Why This Role Matters
This position plays a critical role in maintaining product integrity and ensuring compliance with global regulatory standards, directly contributing to patient safety and company reputation.
What You’ll Need to Succeed
Success in this role requires a combination of technical expertise, analytical thinking, and the ability to communicate effectively with diverse teams across functions and geographies.
Work Environment
The role operates in a dynamic, fast-paced environment with exposure to manufacturing floors, laboratories, and office settings, requiring adherence to safety and hygiene protocols.
Growth Opportunities
Opportunities exist for professional development in quality leadership, regulatory strategy, and cross-functional project involvement.
Physical Demands
The position may require standing for extended periods, walking through production areas, and occasional lifting of up to 20 pounds.
Travel Requirements
Approximately 20-30% travel is expected, including visits to supplier sites and company facilities across North America and abroad.
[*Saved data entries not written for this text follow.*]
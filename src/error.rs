use std::time::Duration;
use thiserror::Error;

/// Errors produced by the workflow engine and its components.
#[derive(Error, Debug)]
pub enum EngineError {
    /// Low-level HTTP transport failure (connection refused, timeout, etc.).
    #[error("HTTP request failed: {0}")]
    Request(#[from] reqwest::Error),

    /// JSON serialization/deserialization failed at the serde level.
    #[error("JSON parsing failed: {0}")]
    Json(#[from] serde_json::Error),

    /// A generation provider returned a non-success status, or produced an
    /// unusable response after the transport retry budget was exhausted.
    ///
    /// The `retry_after` field is populated from the `Retry-After` response
    /// header when present.
    #[error("provider error {status}: {body}")]
    Provider {
        /// HTTP status code (e.g. 429, 500, 503).
        status: u16,
        /// Response body text.
        body: String,
        /// Parsed `Retry-After` header value, if present.
        retry_after: Option<Duration>,
    },

    /// A workflow step failed with a descriptive message.
    ///
    /// The engine converts this (and any other step error) into an entry in
    /// the run's error log; it never propagates past the engine boundary.
    #[error("step '{step}' failed: {message}")]
    StepFailed { step: String, message: String },

    /// Structural failure in composition or packaging.
    ///
    /// Reserved for genuinely malformed inputs. Composition and packaging
    /// substitute safe defaults wherever possible, so this is rare.
    #[error("composition failed: {0}")]
    Composition(String),

    /// Invalid pipeline configuration detected at build time.
    ///
    /// This is the only whole-run failure mode: a pipeline that cannot even
    /// be constructed. Per-step errors are advisory and accumulated instead.
    #[error("invalid configuration: {0}")]
    InvalidConfig(String),

    /// The run was cancelled via the cancellation flag.
    #[error("run was cancelled")]
    Cancelled,

    /// Catch-all for other errors.
    #[error("{0}")]
    Other(String),
}

impl From<anyhow::Error> for EngineError {
    fn from(err: anyhow::Error) -> Self {
        EngineError::Other(err.to_string())
    }
}

pub type Result<T> = std::result::Result<T, EngineError>;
Equal Employment Opportunity
The company provides equal employment opportunities to all employees and applicants without regard to race, color, religion, sex, national origin, age, disability, or genetics.
Reasonable Accommodations
Applicants needing reasonable accommodations for any part of the application process may request assistance through the official careers portal.
May be available for qualified candidates based on business needs and eligibility.